Memasuki Dunia Cerpen

Memasuki Dunia Cerpen

Akhir dan Awal dari Segalanya

Mata Viona membulat melihat keadaan Azve yang memprihatinkan. “Tidak… Azve…”

Darah merembes keluar dari tubuh laki-laki itu, pakaiannya sobek dan terdapat sisa-sisa terbakar dimana-mana. Namun, Azve masih berusaha memeluknya dengan erat seolah tidak ingin melepaskan.

Air mata jatuh di pipi Viona, suaranya bergetar saat berbicara “Tidak, ini salahku. Azve, maafkan aku.”

Azve menatap Viona yang berlinang air mata. Wajah yang selalu tanpa ekspresi milik Azve kini menghilang. Senyuman tipis terbit di wajahnya, mencoba menenangkan gadis di pelukannya “Jangan menangis Viona, ini bukan salahmu. Aku tidak apa-apa.”

Percakapan keduanya terputus kala suara Victor terdengar menginterupsi, “Ayolah, jangan lupakan aku.” Pria itu terbang mendekati keduanya dengan ekspresi cemberut, “kalian tidak kasihan padaku yang masih melajang di umur 30 tahun, huh? Pamer kemesraan di depanku membuat sakit hati!”

Azve mencoba menghalau Victor dengan sihir anginnya, supaya pria berambut hitam itu tidak mendekat lebih jauh. Hanya saja, sihirnya melemah. Victor dengan mudah menepisnya seolah itu bukan apa-apa lalu terbang lebih cepat untuk mencekik leher laki-laki itu.

“Tidak, hentikan. Kak Victor, lepaskan Azve!” suara lemah Viona terdengar berusaha menghentikan kakak tirinya.

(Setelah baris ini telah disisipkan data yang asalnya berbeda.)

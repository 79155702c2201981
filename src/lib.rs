// Declare modules publicly so they are part of the library interface
pub mod environment;
pub mod evaluator;
pub mod lexer;
pub mod parser;
pub mod pretty_print;
pub mod primitives;
pub mod source;
pub mod types;

use std::cell::RefCell;
use std::rc::Rc;

use thiserror::Error;

pub use environment::{EnvError, Environment};
pub use evaluator::{EvalError, EvalResult, evaluate};
pub use lexer::{Token, TokenKind, tokenize};
pub use parser::{ParseError, Parser, parse_str};
pub use source::Span;
pub use types::{Node, Sexpr};

/// Anything that can go wrong between reading source text and producing a value.
#[derive(Debug, Clone, PartialEq, Error)]
pub enum Error {
    #[error(transparent)]
    Parse(#[from] ParseError),
    #[error(transparent)]
    Eval(#[from] EvalError),
}

impl Error {
    pub fn span(&self) -> Span {
        match self {
            Error::Parse(err) => err.span(),
            Error::Eval(err) => err.span(),
        }
    }
}

/// Reads the first expression in `input` and evaluates it in `env`.
pub fn eval_str(input: &str, env: &Rc<RefCell<Environment>>) -> Result<Node, Error> {
    let node = parse_str(input)?;
    Ok(evaluate(&node, env)?)
}

#[cfg(test)]
mod tests {
    use super::*;

    #[test]
    fn test_eval_str_session() {
        let env = Environment::new_global_populated();
        let run = |input: &str| eval_str(input, &env).map(|n| n.to_string());

        assert_eq!(run("(define r 10)"), Ok(String::new()));
        assert_eq!(run("(* pi (* r r))"), Ok("314.1592653589793".to_string()));
        assert_eq!(run("(if (> (* 11 11) 120) (* 7 6) oops)"), Ok("42".to_string()));
        assert_eq!(
            run("(define fact (lambda (n) (if (<= n 1) 1 (* n (fact (- n 1))))))"),
            Ok(String::new())
        );
        assert_eq!(run("(fact 10)"), Ok("3628800".to_string()));
        assert_eq!(run("(fact 21)"), Ok("51090942171709440000.0".to_string()));
        assert_eq!(run("(quote (a b c))"), Ok("(a b c)".to_string()));
    }

    #[test]
    fn test_eval_str_errors() {
        let env = Environment::new_global_populated();
        assert!(matches!(
            eval_str("(+ 1", &env),
            Err(Error::Parse(ParseError::UnexpectedEndOfInput(_)))
        ));
        assert!(matches!(
            eval_str(")", &env),
            Err(Error::Parse(ParseError::UnexpectedCloseParen(_)))
        ));
        let err = eval_str("(+ 1 missing)", &env).unwrap_err();
        assert!(matches!(
            err,
            Error::Eval(EvalError::EnvError(EnvError::UnboundSymbol(ref name, _))) if name == "missing"
        ));
        assert_eq!(err.span(), Span::new(5, 12));
    }

    #[test]
    fn test_deeply_nested_input_is_an_error() {
        let env = Environment::new_global_populated();
        let depth = 200_000;
        let input = format!("(quote {}{})", "(".repeat(depth), ")".repeat(depth));
        assert!(matches!(
            eval_str(&input, &env),
            Err(Error::Parse(ParseError::NestingTooDeep { .. }))
        ));
        assert_eq!(eval_str("(+ 1 2)", &env).map(|n| n.kind), Ok(Sexpr::Integer(3)));
    }

    #[test]
    fn test_failed_evaluation_keeps_environment_usable() {
        let env = Environment::new_global_populated();
        assert!(eval_str("(define x 1)", &env).is_ok());
        assert!(eval_str("(car (list))", &env).is_err());
        assert_eq!(eval_str("x", &env).map(|n| n.kind), Ok(Sexpr::Integer(1)));
    }
}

Victor melirik Viona di dalam pelukan Azve, kedua tangan gadis itu yang diborgol oleh sihir masih memeluk leher Azve dengan erat. Pandangan matanya yang berusaha mengintimidasi, terlihat menyedihkan dengan bulir-bulir air mata yang tidak henti jatuh membasahi pipinya. Victor juga bisa melihat aliran energi di tubuhnya kacau.

Pria itu tersenyum miring, “Jika saja kamu mau bekerja sama sejak awal, Azve tidak perlu terluka.”

Tangan kiri Victor yang bebas menyentuh puncak kepala Viona dengan lembut. Tidak lama, napas Viona tercekat saat tangan penuh dengan bekas luka sayatan itu berada di kepalanya. Pandangan gadis itu semakin gelap ketika inti sihirnya mulai ditarik paksa oleh Victor.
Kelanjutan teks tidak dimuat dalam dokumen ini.